Kellar was 15, yet instinctively knew recovering from the wreck on April 1, 2017, would test her like never before.

"There were many points where I felt overwhelmed. I felt like I wanted to throw in the shoe and give up," she said.

She credits people and prayers for holding her up on the long road to recovery.

"My little brother, he was a big pusher," she says with a smile. "He helped through recovery, whether it was feeding me, getting me water, making sure I took medicine on time; having the push from other people got me through my rough days."

Eventually, Kellar and her two friends who were also hurt in the wreck got back to high school life.
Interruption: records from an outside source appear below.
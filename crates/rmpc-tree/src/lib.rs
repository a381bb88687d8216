//! Scenario tree over enumerated uncertain-parameter realizations.
//!
//! The tree is an arena of [`TreeNode`]s laid out breadth first. Up to the
//! robust horizon every node branches into one child per combination of
//! parameter realizations (full Cartesian product); past it each node gets a
//! single child carrying its parent's realization.

pub mod builder;
pub mod error;
pub mod tree;

pub use builder::{UncertainParameter, build_tree};
pub use error::{TreeError, TreeResult};
pub use tree::{ScenarioTree, TreeNode};
//! Once finalized, every mutating call on a model is rejected.

use proptest::prelude::*;
use rmpc_core::Bounds;
use rmpc_model::{Expr, Model, ModelError};

fn build(n_states: usize, n_inputs: usize, n_params: usize) -> Model {
    let mut m = Model::continuous();
    let inputs: Vec<_> = (0..n_inputs)
        .map(|i| m.add_input(&format!("u{i}")).unwrap())
        .collect();
    for i in 0..n_params {
        m.add_parameter(&format!("p{i}")).unwrap();
    }
    for i in 0..n_states {
        let x = m.add_state(&format!("x{i}")).unwrap();
        let u = inputs.first().copied();
        m.set_dynamics(
            x,
            Expr::new(move |pt| -pt.x(x) + u.map_or(0.0, |u| pt.u(u))),
        )
        .unwrap();
    }
    m
}

fn is_frozen<T: std::fmt::Debug>(r: Result<T, ModelError>) -> bool {
    matches!(r, Err(ModelError::FrozenModel { .. }))
}

proptest! {
    #[test]
    fn finalize_then_mutate_fails(
        n_states in 1usize..5,
        n_inputs in 1usize..4,
        n_params in 0usize..3,
        which in 0usize..8,
    ) {
        let mut m = build(n_states, n_inputs, n_params);
        m.finalize().unwrap();

        let x = m.state_handle("x0").unwrap();
        let u = m.input_handle("u0").unwrap();
        let frozen = match which {
            0 => is_frozen(m.add_state("late_state")),
            1 => is_frozen(m.add_input("late_input")),
            2 => is_frozen(m.add_parameter("late_param")),
            3 => is_frozen(m.set_dynamics(x, Expr::constant(0.0))),
            4 => is_frozen(m.set_state_bounds(x, Bounds::new(0.0, 1.0))),
            5 => is_frozen(m.set_input_bounds(u, Bounds::new(0.0, 1.0))),
            6 => is_frozen(m.add_state_bounded("late_bounded", Bounds::FREE)),
            _ => is_frozen(m.finalize()),
        };
        prop_assert!(frozen);
        prop_assert_eq!(m.n_x(), n_states);
        prop_assert_eq!(m.n_u(), n_inputs);
        prop_assert_eq!(m.n_p(), n_params);
    }
}
//! Run execution and caching service.

use std::path::Path;
use std::time::Instant;

use rmpc_control::MpcController;
use rmpc_results::{LogEntry, RunManifest, RunOutcome, RunStore, TrajectoryLog};
use rmpc_sim::{Simulator, StateFeedback};
use rmpc_solver::AugLagSolver;
use tracing::info;

use crate::config::{RunConfig, validate_config};
use crate::demos::DemoProblem;
use crate::driver::ClosedLoopDriver;
use crate::error::{AppError, AppResult};
use crate::plant::PlantSchedule;

/// Version tag mixed into run ids.
pub const SOLVER_VERSION: &str = concat!("rmpc-", env!("CARGO_PKG_VERSION"));

/// Options for running closed loops.
#[derive(Debug, Clone)]
pub struct RunOptions {
    pub use_cache: bool,
    pub solver_version: String,
}

impl Default for RunOptions {
    fn default() -> Self {
        Self {
            use_cache: true,
            solver_version: SOLVER_VERSION.to_string(),
        }
    }
}

/// Request to execute a run.
pub struct RunRequest<'a> {
    pub config: &'a RunConfig,
    pub options: RunOptions,
}

/// Response from a run execution.
#[derive(Debug, Clone)]
pub struct RunResponse {
    pub run_id: String,
    pub manifest: RunManifest,
    pub log: TrajectoryLog,
    pub loaded_from_cache: bool,
    pub elapsed_s: f64,
}

/// Execute or load a run based on request.
pub fn ensure_run(request: &RunRequest) -> AppResult<RunResponse> {
    ensure_run_with_progress(request, None)
}

/// Execute or load a run, reporting every logged step to `on_step`.
///
/// A loop halt is not an error: the partial log is stored and the manifest
/// records the step and cause.
pub fn ensure_run_with_progress(
    request: &RunRequest,
    mut on_step: Option<&mut dyn FnMut(&LogEntry)>,
) -> AppResult<RunResponse> {
    let started = Instant::now();
    let config = request.config;
    validate_config(config)?;

    let run_id = rmpc_results::compute_run_id(config, &request.options.solver_version)?;
    let store = RunStore::new(config.output_dir.clone())?;

    if request.options.use_cache && store.has_run(&run_id) {
        let manifest = store.load_manifest(&run_id)?;
        let log = store.load_log(&run_id)?;
        info!(run_id = %run_id, "loaded cached run");
        return Ok(RunResponse {
            run_id,
            manifest,
            log,
            loaded_from_cache: true,
            elapsed_s: started.elapsed().as_secs_f64(),
        });
    }

    let mut driver = build_driver(config)?;
    let result = driver.run(config.n_steps, |entry| {
        if let Some(cb) = on_step.as_deref_mut() {
            cb(entry);
        }
    });
    let outcome = match result {
        Ok(()) => RunOutcome::Completed,
        Err(halt) => RunOutcome::Halted {
            step: halt.step,
            reason: halt.cause.to_string(),
        },
    };
    let log = driver.into_log();

    let manifest = RunManifest {
        run_id: run_id.clone(),
        model: config.model.label().to_string(),
        timestamp: chrono::Utc::now().to_rfc3339(),
        requested_steps: config.n_steps,
        completed_steps: log.len(),
        outcome,
        solver_version: request.options.solver_version.clone(),
    };
    store.save_run(&manifest, &log)?;
    info!(
        run_id = %run_id,
        completed = manifest.completed_steps,
        requested = manifest.requested_steps,
        "run saved"
    );

    Ok(RunResponse {
        run_id,
        manifest,
        log,
        loaded_from_cache: false,
        elapsed_s: started.elapsed().as_secs_f64(),
    })
}

/// Configure and set up the controller for `problem` from `config`.
pub fn build_controller(config: &RunConfig, problem: &DemoProblem) -> AppResult<MpcController> {
    let model = problem.model.clone();
    let mut controller = MpcController::new(
        model.clone(),
        config.controller.clone(),
        Box::new(AugLagSolver::new(config.solver.clone())),
    );

    for def in &config.uncertainty {
        let handle = model.parameter_handle(&def.name).ok_or_else(|| {
            AppError::InvalidInput(format!("model has no parameter '{}'", def.name))
        })?;
        match &def.probabilities {
            Some(probs) => {
                controller.set_param_weighted(handle, def.values.clone(), probs.clone())?
            }
            None => controller.set_param(handle, def.values.clone())?,
        }
    }
    controller.set_objective(problem.lterm.clone(), problem.mterm.clone())?;
    for (input, weight) in &problem.rterm {
        controller.set_rterm(*input, *weight)?;
    }
    for (name, expr, upper) in &problem.constraints {
        controller.set_nl_cons(name, expr.clone(), *upper)?;
    }
    controller.setup()?;
    Ok(controller)
}

/// Build the controller, plant simulator, full-state estimator and plant
/// schedule for a validated config.
pub fn build_driver(config: &RunConfig) -> AppResult<ClosedLoopDriver> {
    let problem = config.model.build()?;
    let controller = build_controller(config, &problem)?;
    let simulator = Simulator::new(problem.model.clone(), config.simulator.clone())?;
    let estimator = StateFeedback::new(problem.model.n_x());
    let schedule = PlantSchedule::from_config(config);

    let driver = ClosedLoopDriver::new(
        controller,
        simulator,
        Box::new(estimator),
        Box::new(move |t| schedule.values_at(t)),
        config.initial_state.clone(),
    )?;
    Ok(driver.with_snapshots(config.record_snapshots))
}

/// Load a persisted run without re-solving.
pub fn load_run(output_dir: &Path, run_id: &str) -> AppResult<(RunManifest, TrajectoryLog)> {
    let store = RunStore::new(output_dir.to_path_buf())?;
    let manifest = store.load_manifest(run_id)?;
    let log = store.load_log(run_id)?;
    Ok((manifest, log))
}

pub fn list_runs(output_dir: &Path) -> AppResult<Vec<RunManifest>> {
    let store = RunStore::new(output_dir.to_path_buf())?;
    Ok(store.list_runs()?)
}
And, Kellar found herself in the weight room with a coach who came with an offer she had to take.

"He told us, weights is how you're gonna get back," Kellar recalled.

"I told her this is gonna be hard," said Boyle. "We totally rebuilt Aubrey's muscle development."

And along the way, Kellar's confidence was rebuilt, too.

"We went to that first meet, and that's where I got that first medal, and I was like ‘Yeah, I'm doing it!," she said.

At the regionals of the Texas High School Powerlifting Association two weeks ago, Kellar benched 165 pounds, deadlifted 260 and another 260 on squats. The total weight of 655 pounds made her one of the strongest young woman in Texas. She'll try for heavier at the state championship today.

Powerlifting gave Kellar the place to strengthen not just her body, but her mind, too.

"It's kinda my place to get away from everything going on. School work gets stressful and just life in general," she said. "And the weight room is an escape from it."

While weights without doubt make Kellar stronger, it's what's in her heart that shapes her and what she shares with others.

"There's power in determination and prayer and trying your hardest. That's what I want to give to people. Don't give up," is her message to anyone going through a tough time.